-- Material for this task --
=-=-=
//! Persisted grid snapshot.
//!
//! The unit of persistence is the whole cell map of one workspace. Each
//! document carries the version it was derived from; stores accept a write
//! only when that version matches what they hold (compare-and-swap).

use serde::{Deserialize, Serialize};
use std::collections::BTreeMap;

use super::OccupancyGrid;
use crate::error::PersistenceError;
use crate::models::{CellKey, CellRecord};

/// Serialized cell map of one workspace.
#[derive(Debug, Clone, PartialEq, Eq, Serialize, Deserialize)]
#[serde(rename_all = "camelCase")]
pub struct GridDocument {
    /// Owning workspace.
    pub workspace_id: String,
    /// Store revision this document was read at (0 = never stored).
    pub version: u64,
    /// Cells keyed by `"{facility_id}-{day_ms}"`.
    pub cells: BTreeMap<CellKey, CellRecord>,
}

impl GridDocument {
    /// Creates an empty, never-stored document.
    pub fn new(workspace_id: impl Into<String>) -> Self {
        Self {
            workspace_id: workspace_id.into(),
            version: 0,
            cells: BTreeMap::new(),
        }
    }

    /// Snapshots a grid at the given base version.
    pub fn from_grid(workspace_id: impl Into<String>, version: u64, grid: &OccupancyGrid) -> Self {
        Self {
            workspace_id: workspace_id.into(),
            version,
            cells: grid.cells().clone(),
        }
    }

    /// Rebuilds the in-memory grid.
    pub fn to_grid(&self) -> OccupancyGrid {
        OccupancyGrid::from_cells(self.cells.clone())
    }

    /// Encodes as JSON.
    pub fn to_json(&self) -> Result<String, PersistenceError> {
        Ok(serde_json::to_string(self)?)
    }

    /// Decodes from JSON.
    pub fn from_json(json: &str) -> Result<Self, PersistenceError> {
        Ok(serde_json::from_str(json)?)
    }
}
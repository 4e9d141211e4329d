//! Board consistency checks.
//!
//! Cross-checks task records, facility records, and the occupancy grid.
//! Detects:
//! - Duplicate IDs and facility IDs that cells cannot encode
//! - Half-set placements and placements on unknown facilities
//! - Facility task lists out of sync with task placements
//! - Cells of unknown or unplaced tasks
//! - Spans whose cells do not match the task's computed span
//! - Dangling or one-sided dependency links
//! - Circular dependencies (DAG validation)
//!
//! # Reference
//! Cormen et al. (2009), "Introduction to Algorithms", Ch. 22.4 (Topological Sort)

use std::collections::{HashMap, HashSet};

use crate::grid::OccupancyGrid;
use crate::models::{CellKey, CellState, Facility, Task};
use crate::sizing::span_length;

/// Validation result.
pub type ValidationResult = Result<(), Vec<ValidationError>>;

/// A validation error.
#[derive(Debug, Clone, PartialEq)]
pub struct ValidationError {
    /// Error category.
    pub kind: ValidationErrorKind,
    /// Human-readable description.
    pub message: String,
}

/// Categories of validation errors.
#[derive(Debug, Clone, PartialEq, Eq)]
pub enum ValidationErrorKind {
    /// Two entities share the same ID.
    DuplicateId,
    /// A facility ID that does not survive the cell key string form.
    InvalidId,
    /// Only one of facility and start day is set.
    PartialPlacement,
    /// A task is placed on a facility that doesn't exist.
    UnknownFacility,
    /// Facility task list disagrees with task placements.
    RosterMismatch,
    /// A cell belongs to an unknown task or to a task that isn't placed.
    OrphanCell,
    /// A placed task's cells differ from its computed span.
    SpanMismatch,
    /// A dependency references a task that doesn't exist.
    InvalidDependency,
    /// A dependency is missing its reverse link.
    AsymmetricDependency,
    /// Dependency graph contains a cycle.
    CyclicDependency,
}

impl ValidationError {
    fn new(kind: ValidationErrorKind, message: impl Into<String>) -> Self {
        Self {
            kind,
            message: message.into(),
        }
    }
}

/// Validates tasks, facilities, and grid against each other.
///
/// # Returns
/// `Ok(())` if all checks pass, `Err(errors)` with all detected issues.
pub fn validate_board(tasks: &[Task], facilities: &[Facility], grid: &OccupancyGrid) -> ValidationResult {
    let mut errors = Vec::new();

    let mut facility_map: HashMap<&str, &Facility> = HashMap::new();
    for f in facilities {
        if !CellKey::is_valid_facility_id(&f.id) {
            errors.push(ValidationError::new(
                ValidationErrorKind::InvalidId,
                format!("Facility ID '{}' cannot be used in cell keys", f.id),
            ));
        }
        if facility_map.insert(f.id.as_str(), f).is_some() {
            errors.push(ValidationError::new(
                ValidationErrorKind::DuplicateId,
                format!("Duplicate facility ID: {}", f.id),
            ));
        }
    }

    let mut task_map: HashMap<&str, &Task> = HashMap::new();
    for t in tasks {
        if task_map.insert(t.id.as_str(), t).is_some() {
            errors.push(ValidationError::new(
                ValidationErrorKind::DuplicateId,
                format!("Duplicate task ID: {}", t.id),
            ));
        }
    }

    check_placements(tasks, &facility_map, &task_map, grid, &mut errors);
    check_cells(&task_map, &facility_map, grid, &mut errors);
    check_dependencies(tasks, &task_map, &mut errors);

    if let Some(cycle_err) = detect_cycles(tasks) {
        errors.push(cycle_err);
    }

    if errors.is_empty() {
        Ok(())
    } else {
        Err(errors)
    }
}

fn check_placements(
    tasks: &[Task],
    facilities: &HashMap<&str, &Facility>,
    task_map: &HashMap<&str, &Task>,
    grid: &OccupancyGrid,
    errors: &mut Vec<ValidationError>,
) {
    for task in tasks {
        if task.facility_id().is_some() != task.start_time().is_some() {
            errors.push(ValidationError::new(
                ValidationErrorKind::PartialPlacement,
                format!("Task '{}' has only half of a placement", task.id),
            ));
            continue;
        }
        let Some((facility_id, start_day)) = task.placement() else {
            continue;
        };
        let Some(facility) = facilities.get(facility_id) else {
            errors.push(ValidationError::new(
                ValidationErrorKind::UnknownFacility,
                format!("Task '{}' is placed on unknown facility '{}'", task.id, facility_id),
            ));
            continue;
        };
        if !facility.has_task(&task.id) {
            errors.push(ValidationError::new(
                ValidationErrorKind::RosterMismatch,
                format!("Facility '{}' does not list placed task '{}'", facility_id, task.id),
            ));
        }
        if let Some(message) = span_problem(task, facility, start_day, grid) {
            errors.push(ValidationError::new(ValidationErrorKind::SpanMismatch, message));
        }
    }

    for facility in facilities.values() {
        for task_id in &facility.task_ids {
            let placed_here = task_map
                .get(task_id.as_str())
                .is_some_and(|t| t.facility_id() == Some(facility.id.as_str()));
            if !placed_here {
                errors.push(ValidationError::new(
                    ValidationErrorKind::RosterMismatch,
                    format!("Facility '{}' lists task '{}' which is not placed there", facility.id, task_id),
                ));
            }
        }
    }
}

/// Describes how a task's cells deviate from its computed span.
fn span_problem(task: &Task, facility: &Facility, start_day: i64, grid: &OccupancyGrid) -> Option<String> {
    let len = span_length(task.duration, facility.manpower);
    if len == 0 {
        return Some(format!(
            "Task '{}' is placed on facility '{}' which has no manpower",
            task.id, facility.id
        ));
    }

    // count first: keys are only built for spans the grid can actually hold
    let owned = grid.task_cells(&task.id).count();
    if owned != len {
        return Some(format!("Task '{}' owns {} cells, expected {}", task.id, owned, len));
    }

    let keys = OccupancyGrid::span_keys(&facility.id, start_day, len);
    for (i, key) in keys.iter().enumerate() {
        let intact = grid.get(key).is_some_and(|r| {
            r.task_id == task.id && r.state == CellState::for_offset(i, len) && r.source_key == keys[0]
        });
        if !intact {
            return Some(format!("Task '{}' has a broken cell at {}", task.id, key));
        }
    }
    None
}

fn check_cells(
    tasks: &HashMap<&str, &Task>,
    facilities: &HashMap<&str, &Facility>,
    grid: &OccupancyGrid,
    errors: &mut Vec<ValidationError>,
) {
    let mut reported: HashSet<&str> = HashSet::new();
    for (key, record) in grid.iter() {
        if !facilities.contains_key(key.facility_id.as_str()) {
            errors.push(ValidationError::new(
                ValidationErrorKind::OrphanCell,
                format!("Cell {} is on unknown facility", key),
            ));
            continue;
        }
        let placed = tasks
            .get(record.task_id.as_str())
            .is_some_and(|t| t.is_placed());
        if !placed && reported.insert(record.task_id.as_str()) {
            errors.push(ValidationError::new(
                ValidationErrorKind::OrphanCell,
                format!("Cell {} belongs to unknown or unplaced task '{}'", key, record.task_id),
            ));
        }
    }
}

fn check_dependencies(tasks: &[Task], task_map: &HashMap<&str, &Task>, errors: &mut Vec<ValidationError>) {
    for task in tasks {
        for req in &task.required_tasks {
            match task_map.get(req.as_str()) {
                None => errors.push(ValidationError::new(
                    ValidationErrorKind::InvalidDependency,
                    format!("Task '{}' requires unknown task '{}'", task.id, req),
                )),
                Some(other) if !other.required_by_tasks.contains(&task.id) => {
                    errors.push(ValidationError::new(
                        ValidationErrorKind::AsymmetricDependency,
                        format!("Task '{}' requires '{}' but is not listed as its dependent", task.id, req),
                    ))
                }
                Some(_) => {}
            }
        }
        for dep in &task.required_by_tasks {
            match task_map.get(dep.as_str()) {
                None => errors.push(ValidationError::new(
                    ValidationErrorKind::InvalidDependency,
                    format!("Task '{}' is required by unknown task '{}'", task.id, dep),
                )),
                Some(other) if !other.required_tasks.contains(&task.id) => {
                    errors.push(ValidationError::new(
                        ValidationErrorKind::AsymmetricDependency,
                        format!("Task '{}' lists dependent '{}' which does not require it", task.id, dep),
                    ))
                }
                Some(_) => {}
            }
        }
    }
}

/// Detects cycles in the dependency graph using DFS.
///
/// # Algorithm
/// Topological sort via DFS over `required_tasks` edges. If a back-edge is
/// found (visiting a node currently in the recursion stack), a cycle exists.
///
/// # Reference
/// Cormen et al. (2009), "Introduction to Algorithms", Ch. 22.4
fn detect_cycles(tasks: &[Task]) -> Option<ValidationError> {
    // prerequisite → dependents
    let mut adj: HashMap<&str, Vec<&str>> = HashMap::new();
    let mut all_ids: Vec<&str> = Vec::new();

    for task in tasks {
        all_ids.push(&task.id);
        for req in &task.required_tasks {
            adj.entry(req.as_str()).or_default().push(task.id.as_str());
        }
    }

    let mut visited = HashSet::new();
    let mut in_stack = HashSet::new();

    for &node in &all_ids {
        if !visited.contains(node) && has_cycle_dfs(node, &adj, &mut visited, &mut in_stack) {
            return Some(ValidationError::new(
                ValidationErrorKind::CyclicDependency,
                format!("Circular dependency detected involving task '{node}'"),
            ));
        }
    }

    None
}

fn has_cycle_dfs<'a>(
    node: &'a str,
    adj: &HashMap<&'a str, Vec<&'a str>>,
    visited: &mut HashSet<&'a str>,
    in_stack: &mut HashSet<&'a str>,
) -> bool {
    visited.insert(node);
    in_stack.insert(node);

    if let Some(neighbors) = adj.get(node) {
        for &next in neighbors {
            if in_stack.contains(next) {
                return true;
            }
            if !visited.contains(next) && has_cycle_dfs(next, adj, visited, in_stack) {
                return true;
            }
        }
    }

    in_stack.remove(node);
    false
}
=-=-=
-- Problem requirements --
Copy only this part of the entries above: the line with "for facility in", the line with "for (i, key)", and the lines between, all exactly as written.

-- Reply to the exercise --
    for facility in facilities.values() {
        for task_id in &facility.task_ids {
            let placed_here = task_map
                .get(task_id.as_str())
                .is_some_and(|t| t.facility_id() == Some(facility.id.as_str()));
            if !placed_here {
                errors.push(ValidationError::new(
                    ValidationErrorKind::RosterMismatch,
                    format!("Facility '{}' lists task '{}' which is not placed there", facility.id, task_id),
                ));
            }
        }
    }
}

/// Describes how a task's cells deviate from its computed span.
fn span_problem(task: &Task, facility: &Facility, start_day: i64, grid: &OccupancyGrid) -> Option<String> {
    let len = span_length(task.duration, facility.manpower);
    if len == 0 {
        return Some(format!(
            "Task '{}' is placed on facility '{}' which has no manpower",
            task.id, facility.id
        ));
    }

    // count first: keys are only built for spans the grid can actually hold
    let owned = grid.task_cells(&task.id).count();
    if owned != len {
        return Some(format!("Task '{}' owns {} cells, expected {}", task.id, owned, len));
    }

    let keys = OccupancyGrid::span_keys(&facility.id, start_day, len);
    for (i, key) in keys.iter().enumerate() {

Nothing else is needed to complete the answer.